--- INFORMATION SHOWN Enclosed Below ---

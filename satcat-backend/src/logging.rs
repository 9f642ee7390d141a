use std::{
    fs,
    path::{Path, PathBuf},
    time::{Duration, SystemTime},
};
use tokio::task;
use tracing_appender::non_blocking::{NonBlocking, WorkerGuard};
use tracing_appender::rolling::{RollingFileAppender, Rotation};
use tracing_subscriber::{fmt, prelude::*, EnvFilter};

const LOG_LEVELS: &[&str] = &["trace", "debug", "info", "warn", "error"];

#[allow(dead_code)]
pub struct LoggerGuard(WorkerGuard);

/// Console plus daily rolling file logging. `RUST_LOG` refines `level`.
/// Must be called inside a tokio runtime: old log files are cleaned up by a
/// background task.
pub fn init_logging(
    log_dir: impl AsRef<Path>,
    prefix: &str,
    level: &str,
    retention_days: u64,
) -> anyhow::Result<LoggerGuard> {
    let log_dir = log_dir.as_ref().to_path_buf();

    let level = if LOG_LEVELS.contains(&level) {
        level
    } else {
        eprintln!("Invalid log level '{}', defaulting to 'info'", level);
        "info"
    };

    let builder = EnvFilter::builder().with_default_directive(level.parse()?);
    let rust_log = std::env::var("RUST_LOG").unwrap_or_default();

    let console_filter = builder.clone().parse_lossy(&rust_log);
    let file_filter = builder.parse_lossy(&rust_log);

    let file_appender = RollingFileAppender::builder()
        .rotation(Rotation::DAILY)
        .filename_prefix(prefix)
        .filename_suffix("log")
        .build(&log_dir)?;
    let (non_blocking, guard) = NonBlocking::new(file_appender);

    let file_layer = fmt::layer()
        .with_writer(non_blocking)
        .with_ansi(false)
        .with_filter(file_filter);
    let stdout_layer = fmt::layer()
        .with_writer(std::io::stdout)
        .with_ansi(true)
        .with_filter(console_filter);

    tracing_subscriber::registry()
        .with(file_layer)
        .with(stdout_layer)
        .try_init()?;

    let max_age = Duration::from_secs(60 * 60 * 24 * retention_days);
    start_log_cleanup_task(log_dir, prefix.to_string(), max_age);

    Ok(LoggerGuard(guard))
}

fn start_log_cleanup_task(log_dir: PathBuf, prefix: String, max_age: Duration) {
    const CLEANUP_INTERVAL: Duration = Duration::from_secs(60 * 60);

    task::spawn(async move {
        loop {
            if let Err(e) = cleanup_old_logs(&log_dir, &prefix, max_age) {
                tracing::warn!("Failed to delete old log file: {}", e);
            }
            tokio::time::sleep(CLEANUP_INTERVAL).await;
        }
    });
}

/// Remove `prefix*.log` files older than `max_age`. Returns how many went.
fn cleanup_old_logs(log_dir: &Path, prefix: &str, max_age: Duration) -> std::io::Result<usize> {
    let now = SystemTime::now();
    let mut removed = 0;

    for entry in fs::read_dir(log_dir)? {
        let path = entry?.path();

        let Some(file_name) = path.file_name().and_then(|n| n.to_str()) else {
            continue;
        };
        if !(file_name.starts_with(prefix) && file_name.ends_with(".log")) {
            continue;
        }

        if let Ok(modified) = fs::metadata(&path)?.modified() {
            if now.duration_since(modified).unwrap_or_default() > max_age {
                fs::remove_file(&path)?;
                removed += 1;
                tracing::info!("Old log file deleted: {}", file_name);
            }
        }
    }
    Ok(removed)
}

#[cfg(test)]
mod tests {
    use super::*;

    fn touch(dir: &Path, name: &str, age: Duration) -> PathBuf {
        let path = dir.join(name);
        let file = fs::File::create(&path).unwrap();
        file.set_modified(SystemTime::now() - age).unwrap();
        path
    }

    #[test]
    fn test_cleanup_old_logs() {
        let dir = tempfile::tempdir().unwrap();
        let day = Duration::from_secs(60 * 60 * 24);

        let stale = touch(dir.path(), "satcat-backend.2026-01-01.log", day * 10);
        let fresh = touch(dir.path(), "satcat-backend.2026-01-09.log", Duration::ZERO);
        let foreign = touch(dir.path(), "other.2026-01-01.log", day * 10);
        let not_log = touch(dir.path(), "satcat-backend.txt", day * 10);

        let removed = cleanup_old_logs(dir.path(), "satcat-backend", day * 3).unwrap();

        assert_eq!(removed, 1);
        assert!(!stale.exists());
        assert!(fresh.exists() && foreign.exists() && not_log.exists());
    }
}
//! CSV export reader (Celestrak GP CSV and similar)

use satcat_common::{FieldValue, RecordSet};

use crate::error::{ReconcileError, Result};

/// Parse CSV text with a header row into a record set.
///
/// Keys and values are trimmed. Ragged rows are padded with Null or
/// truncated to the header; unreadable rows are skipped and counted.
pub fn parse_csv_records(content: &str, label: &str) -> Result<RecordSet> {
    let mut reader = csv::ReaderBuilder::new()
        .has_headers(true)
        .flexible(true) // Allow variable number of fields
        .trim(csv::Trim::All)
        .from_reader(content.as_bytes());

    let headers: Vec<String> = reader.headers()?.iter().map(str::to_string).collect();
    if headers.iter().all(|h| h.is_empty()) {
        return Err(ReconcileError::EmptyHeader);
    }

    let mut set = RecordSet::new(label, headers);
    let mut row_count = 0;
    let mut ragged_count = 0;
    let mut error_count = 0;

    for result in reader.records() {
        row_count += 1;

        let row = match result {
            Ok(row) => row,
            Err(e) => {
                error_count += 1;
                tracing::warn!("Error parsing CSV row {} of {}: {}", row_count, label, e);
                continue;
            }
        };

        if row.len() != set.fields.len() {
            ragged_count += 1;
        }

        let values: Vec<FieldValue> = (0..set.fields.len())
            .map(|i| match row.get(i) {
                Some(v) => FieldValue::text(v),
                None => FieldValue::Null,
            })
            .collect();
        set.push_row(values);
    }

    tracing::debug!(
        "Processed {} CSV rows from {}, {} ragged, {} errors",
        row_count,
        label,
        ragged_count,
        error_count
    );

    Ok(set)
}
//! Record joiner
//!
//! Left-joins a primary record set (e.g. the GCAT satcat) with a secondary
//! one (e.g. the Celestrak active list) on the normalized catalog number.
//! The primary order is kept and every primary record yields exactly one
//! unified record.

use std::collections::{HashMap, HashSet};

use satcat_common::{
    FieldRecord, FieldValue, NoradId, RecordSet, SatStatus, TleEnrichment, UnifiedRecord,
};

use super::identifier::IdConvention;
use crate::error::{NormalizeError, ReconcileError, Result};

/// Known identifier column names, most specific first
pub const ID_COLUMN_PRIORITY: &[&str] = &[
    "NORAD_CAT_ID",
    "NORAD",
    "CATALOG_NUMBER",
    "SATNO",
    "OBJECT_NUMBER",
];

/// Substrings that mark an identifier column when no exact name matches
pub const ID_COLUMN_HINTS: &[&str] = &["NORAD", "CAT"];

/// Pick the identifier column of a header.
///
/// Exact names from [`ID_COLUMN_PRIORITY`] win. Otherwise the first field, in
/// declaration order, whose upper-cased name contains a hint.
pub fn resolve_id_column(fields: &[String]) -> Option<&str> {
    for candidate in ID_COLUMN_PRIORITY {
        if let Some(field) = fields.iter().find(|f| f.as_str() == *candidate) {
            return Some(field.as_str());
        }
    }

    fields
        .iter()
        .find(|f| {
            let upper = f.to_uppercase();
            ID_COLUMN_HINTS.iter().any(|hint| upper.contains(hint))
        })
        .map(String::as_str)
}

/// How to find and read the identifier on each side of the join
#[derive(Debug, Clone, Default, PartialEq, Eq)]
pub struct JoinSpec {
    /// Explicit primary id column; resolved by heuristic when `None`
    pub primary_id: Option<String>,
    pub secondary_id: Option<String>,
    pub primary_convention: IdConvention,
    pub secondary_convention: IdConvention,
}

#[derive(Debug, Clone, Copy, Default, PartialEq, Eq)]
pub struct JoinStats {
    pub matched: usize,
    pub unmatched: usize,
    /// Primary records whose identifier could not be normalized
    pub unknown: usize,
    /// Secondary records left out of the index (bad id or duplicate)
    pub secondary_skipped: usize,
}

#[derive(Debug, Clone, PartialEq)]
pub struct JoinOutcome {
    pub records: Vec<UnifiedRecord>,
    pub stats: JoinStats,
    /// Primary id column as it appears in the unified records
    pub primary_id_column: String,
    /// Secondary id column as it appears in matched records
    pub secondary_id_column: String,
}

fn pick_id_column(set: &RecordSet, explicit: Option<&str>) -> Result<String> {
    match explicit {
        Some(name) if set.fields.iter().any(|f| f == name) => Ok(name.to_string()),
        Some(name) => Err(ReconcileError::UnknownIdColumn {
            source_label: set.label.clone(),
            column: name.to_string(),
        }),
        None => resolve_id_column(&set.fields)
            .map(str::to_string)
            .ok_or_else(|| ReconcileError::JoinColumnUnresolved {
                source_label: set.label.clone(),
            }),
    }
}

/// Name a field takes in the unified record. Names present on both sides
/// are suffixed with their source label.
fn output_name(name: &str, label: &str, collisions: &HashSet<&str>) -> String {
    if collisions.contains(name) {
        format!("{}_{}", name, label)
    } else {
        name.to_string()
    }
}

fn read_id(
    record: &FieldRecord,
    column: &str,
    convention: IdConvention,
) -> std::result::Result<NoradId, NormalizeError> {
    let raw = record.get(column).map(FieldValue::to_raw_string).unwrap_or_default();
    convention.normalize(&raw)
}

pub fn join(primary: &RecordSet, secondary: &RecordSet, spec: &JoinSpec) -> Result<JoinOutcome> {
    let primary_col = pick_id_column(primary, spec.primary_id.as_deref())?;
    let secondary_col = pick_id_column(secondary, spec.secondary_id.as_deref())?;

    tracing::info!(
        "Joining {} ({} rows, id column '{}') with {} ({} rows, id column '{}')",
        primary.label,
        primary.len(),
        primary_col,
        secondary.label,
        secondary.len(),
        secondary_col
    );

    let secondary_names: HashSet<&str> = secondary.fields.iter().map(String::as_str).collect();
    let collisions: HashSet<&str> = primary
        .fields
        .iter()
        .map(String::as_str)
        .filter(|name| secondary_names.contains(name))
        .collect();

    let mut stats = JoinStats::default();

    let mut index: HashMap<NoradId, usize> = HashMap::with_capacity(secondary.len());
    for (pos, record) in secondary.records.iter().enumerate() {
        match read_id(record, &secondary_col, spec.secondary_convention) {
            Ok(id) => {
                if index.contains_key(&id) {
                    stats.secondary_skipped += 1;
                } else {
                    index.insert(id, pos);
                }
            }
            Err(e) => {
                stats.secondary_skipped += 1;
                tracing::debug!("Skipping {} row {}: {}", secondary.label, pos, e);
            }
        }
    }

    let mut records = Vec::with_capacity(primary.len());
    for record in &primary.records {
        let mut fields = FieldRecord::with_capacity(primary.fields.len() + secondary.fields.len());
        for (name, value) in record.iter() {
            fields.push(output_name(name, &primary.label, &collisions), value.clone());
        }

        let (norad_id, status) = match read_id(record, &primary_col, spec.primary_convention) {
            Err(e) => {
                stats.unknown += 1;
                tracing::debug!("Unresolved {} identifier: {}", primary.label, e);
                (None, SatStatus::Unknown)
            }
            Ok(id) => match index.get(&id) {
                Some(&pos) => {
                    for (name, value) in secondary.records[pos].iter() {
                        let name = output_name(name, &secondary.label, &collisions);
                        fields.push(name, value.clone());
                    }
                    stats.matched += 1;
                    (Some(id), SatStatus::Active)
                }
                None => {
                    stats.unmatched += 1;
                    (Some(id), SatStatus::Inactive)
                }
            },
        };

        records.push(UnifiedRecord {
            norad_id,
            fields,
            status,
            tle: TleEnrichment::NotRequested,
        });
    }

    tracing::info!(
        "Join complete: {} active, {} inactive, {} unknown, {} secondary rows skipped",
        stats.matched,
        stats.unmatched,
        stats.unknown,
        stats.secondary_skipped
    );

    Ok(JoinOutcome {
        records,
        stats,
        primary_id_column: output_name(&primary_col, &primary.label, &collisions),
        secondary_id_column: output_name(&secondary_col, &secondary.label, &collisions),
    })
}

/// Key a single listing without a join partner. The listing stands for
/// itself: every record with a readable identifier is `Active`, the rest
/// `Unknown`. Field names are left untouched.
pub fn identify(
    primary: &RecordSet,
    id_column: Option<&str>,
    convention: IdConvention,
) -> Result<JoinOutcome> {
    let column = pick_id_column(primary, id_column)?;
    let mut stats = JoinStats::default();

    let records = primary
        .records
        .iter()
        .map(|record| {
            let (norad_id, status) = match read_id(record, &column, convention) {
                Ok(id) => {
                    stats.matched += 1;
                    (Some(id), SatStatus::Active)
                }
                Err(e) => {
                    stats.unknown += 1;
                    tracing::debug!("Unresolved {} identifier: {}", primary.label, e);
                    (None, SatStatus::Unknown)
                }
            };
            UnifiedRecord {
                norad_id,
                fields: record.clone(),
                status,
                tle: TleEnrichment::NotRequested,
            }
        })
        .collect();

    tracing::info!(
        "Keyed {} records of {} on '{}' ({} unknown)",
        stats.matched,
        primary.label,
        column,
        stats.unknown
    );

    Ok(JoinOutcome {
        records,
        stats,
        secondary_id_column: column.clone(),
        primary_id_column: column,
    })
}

--- End of Enclosed INFORMATION SHOWN ---

REQUIRED WORK - Of the entries above, transcribe exactly those lines that fall between the line containing "in matched records" and the line containing "their source label.", together with those two lines.

RESPONSE -
    /// Secondary id column as it appears in matched records
    pub secondary_id_column: String,
}

fn pick_id_column(set: &RecordSet, explicit: Option<&str>) -> Result<String> {
    match explicit {
        Some(name) if set.fields.iter().any(|f| f == name) => Ok(name.to_string()),
        Some(name) => Err(ReconcileError::UnknownIdColumn {
            source_label: set.label.clone(),
            column: name.to_string(),
        }),
        None => resolve_id_column(&set.fields)
            .map(str::to_string)
            .ok_or_else(|| ReconcileError::JoinColumnUnresolved {
                source_label: set.label.clone(),
            }),
    }
}

/// Name a field takes in the unified record. Names present on both sides
/// are suffixed with their source label.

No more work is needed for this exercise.